Saved entries
*** Begin section ***

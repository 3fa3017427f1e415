//! JUnit XML report generation.
//!
//! Writes one `<testsuite>` per Go package once the stream finishes, which
//! CI systems (Jenkins, GitLab CI, GitHub Actions) pick up directly.
//!
//! ```xml
//! <?xml version="1.0" encoding="UTF-8"?>
//! <testsuites tests="3" failures="1" skipped="1" time="1.234">
//!   <testsuite name="example.com/pkg" tests="3" failures="1" errors="0" skipped="1" time="0.350">
//!     <testcase classname="example.com/pkg" name="TestSum" time="0.100"/>
//!     <testcase classname="example.com/pkg" name="TestDiff" time="0.250">
//!       <failure message="diff_test.go:12" type="failure">Error:  Not equal:</failure>
//!     </testcase>
//!     <testcase classname="example.com/pkg" name="TestSlow" time="0.000">
//!       <skipped message="Skipped"/>
//!     </testcase>
//!   </testsuite>
//! </testsuites>
//! ```
//!
//! Tests that never finished are reported as `<error>` elements.

use std::collections::BTreeMap;
use std::path::PathBuf;

use anyhow::Context;
use async_trait::async_trait;
use quick_xml::Writer;
use quick_xml::events::{BytesDecl, BytesEnd, BytesStart, BytesText, Event};

use super::{Reporter, StreamReport};
use crate::aggregation::Aggregation;
use crate::model::{TestRecord, TestStatus};
use crate::postprocess::DEFAULT_SKIP_MESSAGE;

/// Reporter that writes a JUnit XML file, or stdout without a path.
///
/// Parent directories are created automatically if they don't exist.
pub struct JUnitReporter {
    output_path: Option<PathBuf>,
}

impl JUnitReporter {
    pub fn new(output_path: Option<PathBuf>) -> Self {
        Self { output_path }
    }

    fn write(&self, xml: &str) -> anyhow::Result<()> {
        let Some(path) = &self.output_path else {
            println!("{}", xml);
            return Ok(());
        };

        if let Some(parent) = path.parent()
            && !parent.as_os_str().is_empty()
            && !parent.exists()
        {
            std::fs::create_dir_all(parent).with_context(|| {
                format!("Failed to create output directory: {}", parent.display())
            })?;
        }

        std::fs::write(path, xml)
            .with_context(|| format!("Failed to write JUnit XML: {}", path.display()))?;
        tracing::info!("JUnit XML written to: {}", path.display());

        Ok(())
    }
}

#[async_trait]
impl Reporter for JUnitReporter {
    async fn on_test_finished(&self, _test: &TestRecord) {}

    async fn on_stream_finished(&self, report: &StreamReport<'_>) {
        let written = generate_xml(report.aggregation).and_then(|xml| self.write(&xml));

        if let Err(e) = written {
            tracing::error!("{:#}", e);
        }
    }
}

/// Renders the finished aggregation as JUnit XML.
pub fn generate_xml(aggregation: &Aggregation) -> anyhow::Result<String> {
    let mut writer = Writer::new_with_indent(Vec::new(), b' ', 2);

    writer.write_event(Event::Decl(BytesDecl::new("1.0", Some("UTF-8"), None)))?;

    let mut packages: BTreeMap<&str, Vec<&TestRecord>> = BTreeMap::new();
    for test in aggregation.tests() {
        packages.entry(test.package.as_str()).or_default().push(test);
    }

    let mut testsuites = BytesStart::new("testsuites");
    testsuites.push_attribute(("tests", aggregation.tests_count().to_string().as_str()));
    testsuites.push_attribute((
        "failures",
        aggregation.count_by(TestStatus::Fail).to_string().as_str(),
    ));
    testsuites.push_attribute((
        "skipped",
        aggregation.count_by(TestStatus::Skip).to_string().as_str(),
    ));
    testsuites.push_attribute((
        "time",
        format!("{:.3}", aggregation.elapsed().as_secs_f64()).as_str(),
    ));
    writer.write_event(Event::Start(testsuites))?;

    for (package, tests) in packages {
        write_testsuite(&mut writer, package, &tests)?;
    }

    writer.write_event(Event::End(BytesEnd::new("testsuites")))?;

    let xml = String::from_utf8(writer.into_inner())?;
    Ok(xml)
}

fn write_testsuite<W: std::io::Write>(
    writer: &mut Writer<W>,
    package: &str,
    tests: &[&TestRecord],
) -> anyhow::Result<()> {
    let count = |status: TestStatus| tests.iter().filter(|t| t.status == status).count();
    let time: f64 = tests.iter().map(|t| t.elapsed.as_secs_f64()).sum();

    let mut testsuite = BytesStart::new("testsuite");
    testsuite.push_attribute(("name", package));
    testsuite.push_attribute(("tests", tests.len().to_string().as_str()));
    testsuite.push_attribute(("failures", count(TestStatus::Fail).to_string().as_str()));
    testsuite.push_attribute(("errors", count(TestStatus::Running).to_string().as_str()));
    testsuite.push_attribute(("skipped", count(TestStatus::Skip).to_string().as_str()));
    testsuite.push_attribute(("time", format!("{:.3}", time).as_str()));
    writer.write_event(Event::Start(testsuite))?;

    for test in tests {
        write_testcase(writer, test)?;
    }

    writer.write_event(Event::End(BytesEnd::new("testsuite")))?;

    Ok(())
}

fn write_testcase<W: std::io::Write>(
    writer: &mut Writer<W>,
    test: &TestRecord,
) -> anyhow::Result<()> {
    let mut testcase = BytesStart::new("testcase");
    testcase.push_attribute(("classname", test.package.as_str()));
    testcase.push_attribute(("name", test.name.as_str()));
    testcase.push_attribute((
        "time",
        format!("{:.3}", test.elapsed.as_secs_f64()).as_str(),
    ));

    match test.status {
        TestStatus::Pass => {
            writer.write_event(Event::Empty(testcase))?;
        }
        TestStatus::Fail | TestStatus::Running => {
            writer.write_event(Event::Start(testcase))?;

            let (tag, message) = if test.status == TestStatus::Fail {
                ("failure", test.error_trace.as_deref().unwrap_or("failed"))
            } else {
                ("error", "test did not finish")
            };

            let mut element = BytesStart::new(tag);
            element.push_attribute(("message", sanitize_xml(message).as_str()));
            element.push_attribute(("type", tag));
            writer.write_event(Event::Start(element))?;

            let mut body = test.output.join("\n");
            if let Some(source) = &test.test_source {
                body.push('\n');
                body.push_str(source);
            }
            writer.write_event(Event::Text(BytesText::new(&sanitize_xml(&body))))?;

            writer.write_event(Event::End(BytesEnd::new(tag)))?;
            writer.write_event(Event::End(BytesEnd::new("testcase")))?;
        }
        TestStatus::Skip => {
            writer.write_event(Event::Start(testcase))?;

            let message = test.skip_message.as_deref().unwrap_or(DEFAULT_SKIP_MESSAGE);
            let mut skipped = BytesStart::new("skipped");
            skipped.push_attribute(("message", sanitize_xml(message).as_str()));
            writer.write_event(Event::Empty(skipped))?;

            writer.write_event(Event::End(BytesEnd::new("testcase")))?;
        }
    }

    Ok(())
}

/// Removes characters that are not allowed in XML 1.0 documents.
///
/// Escaping is left to the writer.
fn sanitize_xml(s: &str) -> String {
    s.chars()
        .filter(|c| {
            matches!(
                c,
                '\t' | '\n' | '\r' | ' '..='\u{D7FF}' | '\u{E000}'..='\u{FFFD}' | '\u{10000}'..
            )
        })
        .collect()
}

*** End section ***

Activity:
If a line of the entries contains "BytesDecl", it counts; say how many such lines there are and give only the number.

Response to the exercise:
2